Quer isto dizer que, mesmo que viesse expressamente alegada a violação do dever de fundamentação formal [artigos 268.º, n.º 3, da CRP e 124.º e 125.º do CPA/1991], que não vem, e mesmo que essa ilegalidade se verificasse, o certo é que esta jamais teria, no caso, qualquer eficácia invalidante da decisão administrativa impugnada, na medida em que, atendendo v.g. à resposta dada por aquelas após a recepção do ofício de 27 de Maio de 2013, sempre seria de se concluir que se mostra atingida a finalidade para a qual se encontra consagrada tal formalidade, em virtude do reconhecido princípio do aproveitamento dos actos administrativos e agora consagrado na alínea b) do n.º 5 do artigo 163.º do CPA/2015 [em todo o caso, diga-se, que, mesmo que essa eficácia invalidante fosse de operar no caso concreto, e sendo esta uma ilegalidade externa susceptível de renovação, para que os danos invocados pelas Autoras apresentassem o necessário nexo de causalidade, sempre seria necessário que estas demonstrassem que esse vício influenciou a decisão proferida pelo Réu e, concomitantemente, que se não fosse esse vício o Réu não teria determinado, o que determinou, cf. v.g. o Acórdão do STA, de 7 de Junho de 2016, proferido no processo n.º 01005/13]. Na verdade, o ataque das Autoras concentra-se, em bom rigor, no entendimento segundo o qual incumprimento que supra se descreveu – o atraso na execução das obras –, por um lado, não inviabilizava a consecução das finalidades essenciais do contrato para efeitos do disposto na cláusula 26.ª do CDH [“rescisão”] e, por outro lado, não era susceptível de alicerçar um suposto incumprimento definitivo, por perda de interesse por parte do Réu, nos termos do disposto no artigo 325.º, n.º 1, do Código de Contratos Públicos [“resolução”].

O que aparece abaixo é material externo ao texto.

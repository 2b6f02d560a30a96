//! Brickstore Core - mapping policy for the LEGO set aggregate
//!
//! This crate provides:
//! - The `LegoSet` aggregate (`Manual`, `Model`)
//! - Naming strategies translating logical names into schema names
//! - Lifecycle events, including id assignment before save
//! - Reading converters for large text columns
//! - The error and logging facilities shared with the store and CLI

pub mod config;
pub mod convert;
pub mod errors;
pub mod events;
pub mod logging_facility;
pub mod mapping;
pub mod model;
pub mod schema;

// Re-export commonly used types
pub use config::{AggregateConfiguration, BrickstoreConfig};
pub use errors::{BrickstoreError, ExError, ExErrorKind, Result};
pub use model::{LegoSet, Manual, Model};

Todavia, conforme já se teve oportunidade de adiantar, o Réu, através do acto ora impugnado, não determinou nem a rescisão, nem a resolução contratual, antes tendo determinado, apenas e tão só, o vencimento imediato do empréstimo utilizado, pelo que a substanciação aduzida, nesta sede, pelas Autoras, jamais teria a virtualidade de anular o acto ora impugnado e consequentemente alicerçar o seu pedido indemnizatório.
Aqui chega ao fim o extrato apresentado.